Antonio Perdomo Rodríguez, coordenador da área de famílias da Federação Estatal de Lésbicas, Gays, Transexuais e Bissexuais diz que a medida “é claramente homofóbica e misógina”, pois atenta contra os direitos das mulheres à maternidade.

— Esse critério é insultante e discriminatório, por considerar o estado civil ou a orientação sexual da mulher. É um recorte ideológico, não econômico.

Em comunicado, o Ministério da Saúde explicou que em “nenhum momento faz-se segregação por condicionantes pessoais das pacientes” e que “o requisito é a esterilidade ou os casos em que o tratamento é aconselhado como prevenção, para garantir a saúde (da mulher) e do futuro filho”. Núria Roch, representante do grupo de mulheres Te N’aDones, acredita que a proposta “tira das mulheres a capacidade de decisão sobre suas vidas, negando a existência de famílias diferentes do modelo tradicional”.

Mariluz Vázquez, da Associação de Mães Solteiras por Opção, argumenta que a reprodução humana é mais que biológica, sendo também um fator social.

— No caso de mulheres sozinhas, esse desejo é visto como um capricho, mas caso sejam parte de um casal tradicional, um homem e uma mulher, se considera um projeto de vida. No entanto, o desejo de formar uma família é o mesmo.

Mariluz lembra que, na Espanha, uma mulher viúva que tenha dois filhos já se enquadra na definição oficial de família numerosa e tem direito a ajuda econômica do governo, benefício não acessível às mães solteiras.

‘Em nome da crise’

Disposta a ser mãe solteira, Marta Posa Albert, 42 anos, gestora de um centro médico, tentou fazer o tratamento de fertilidade pela rede pública. Sem sucesso, teve que recorrer à rede privada para se submeter a uma fertilização in vitro.

— Esperei ter estabilidade financeira para ser mãe, então tive sorte, porque consegui pagar o tratamento na rede privada. Tive que arcar também com o custo dos remédios, que antes era bancado pelo governo mesmo em tratamentos privados, mas o benefício já havia sido cortado.

Marta agora mãe da pequena Blanca, de seis meses.

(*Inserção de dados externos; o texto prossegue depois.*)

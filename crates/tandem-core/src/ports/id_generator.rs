//! IdGenerator port: where task ids come from.

use std::sync::atomic::{AtomicU64, Ordering};

use crate::domain::TaskId;

/// Hands out task ids.
///
/// Implementations must return strictly increasing ids and never repeat one.
/// The queue calls `next_task_id` while holding its lock, so an implementation
/// must not call back into the queue.
pub trait IdGenerator: Send + Sync {
    fn next_task_id(&self) -> TaskId;
}

/// Counter-backed generator; one per queue.
#[derive(Debug)]
pub struct SequentialIdGenerator {
    next: AtomicU64,
}

impl SequentialIdGenerator {
    pub fn new() -> Self {
        Self::starting_at(1)
    }

    pub fn starting_at(first: u64) -> Self {
        Self {
            next: AtomicU64::new(first),
        }
    }
}

impl Default for SequentialIdGenerator {
    fn default() -> Self {
        Self::new()
    }
}

impl IdGenerator for SequentialIdGenerator {
    fn next_task_id(&self) -> TaskId {
        TaskId::new(self.next.fetch_add(1, Ordering::Relaxed))
    }
}
//! Queue module: the task container, its run loop and the completion signal.

mod completion;
mod config;
mod memory;
mod state;

pub use completion::Completion;
pub use config::{ConfigError, QueueConfig};
pub use memory::{TaskQueue, WeakTaskQueue};
pub use state::RunPhase;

A professora Catalina Pallás, 47 anos, também foi mãe por fertilização in vitro pela rede particular. Ela e a esposa, a engenheira Immaculada Lluesma, 42 anos, contam que enfrentaram muitas dificuldades e gastaram todas as economias para conceber o filho, hoje com seis anos.

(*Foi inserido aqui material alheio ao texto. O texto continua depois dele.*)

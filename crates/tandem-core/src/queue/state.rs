//! Run-loop phases.

use serde::{Deserialize, Serialize};

use crate::domain::StopReason;

/// Phase of a queue's run loop.
///
/// Transitions:
/// - Idle -> Running (run started)
/// - Running -> Stopped (a completion policy returned Stop)
/// - Running -> Emptied (no pending task left)
/// - Running -> Idle (the run future was dropped mid-chain)
/// - Stopped | Emptied -> Running (run called again)
#[derive(Debug, Clone, Copy, PartialEq, Eq, Hash, Serialize, Deserialize)]
#[serde(rename_all = "snake_case")]
pub enum RunPhase {
    Idle,
    Running,
    Stopped,
    Emptied,
}

impl RunPhase {
    pub fn is_running(self) -> bool {
        self == RunPhase::Running
    }

    /// Did the last invocation end on its own (policy stop or empty queue)?
    pub fn is_terminal(self) -> bool {
        matches!(self, RunPhase::Stopped | RunPhase::Emptied)
    }
}

impl From<StopReason> for RunPhase {
    fn from(reason: StopReason) -> Self {
        match reason {
            StopReason::Stopped => RunPhase::Stopped,
            StopReason::Emptied => RunPhase::Emptied,
        }
    }
}

#[cfg(test)]
mod tests {
    use super::*;

    #[test]
    fn terminal_phases_come_from_stop_reasons() {
        assert_eq!(RunPhase::from(StopReason::Stopped), RunPhase::Stopped);
        assert_eq!(RunPhase::from(StopReason::Emptied), RunPhase::Emptied);
        assert!(RunPhase::Stopped.is_terminal());
        assert!(!RunPhase::Running.is_terminal());
        assert!(!RunPhase::Idle.is_terminal());
        assert!(RunPhase::Running.is_running());
    }
}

— Na rede pública, me disseram que eu não estava doente, não era infértil.

Presidente da Associação de Famílias Lésbicas e Gays da Catalunha, ela observa que a lei do matrimônio igualitário tem imposto mudanças que beneficiam os casais homossexuais e, por isso, considera a proposta do Ministério da Saúde um retrocesso.

— É ridícula a quantidade de dinheiro que a nossa exclusão, sendo um coletivo tão minoritário, poderia estar economizando para o erário. Esse recorte não se justifica em nome da crise.

Em entrevista à Europa Press, o conselheiro de Saúde da Comunidade Valenciana, Manuel Llombart, respaldou a ministra Mato e disse que “o sistema de saúde público existe para tratar problemas patológicos, senão teríamos que falar de outra carteira de serviços que estaria dentro de outra competência, não dentro da competência sanitária”.

Condenação

O Tribunal Superior de Justiça de Astúrias condenou a saúde pública do principado a dar acesso às técnicas de reprodução assistida a uma mulher lésbica.

De acordo com a sentença, o principado de Astúrias terá ainda que devolver a ela cerca de 8.000 euros que tinha gasto em clínicas privadas.

A região de Astúrias, no norte da Espanha, é uma das que se posicionaram contra a proposta do governo espanhol.

O Ministério da Saúde informou respeitar essa sentença e concorda que não se pode obrigar a ninguém a ter relações sexuais com quem não queira.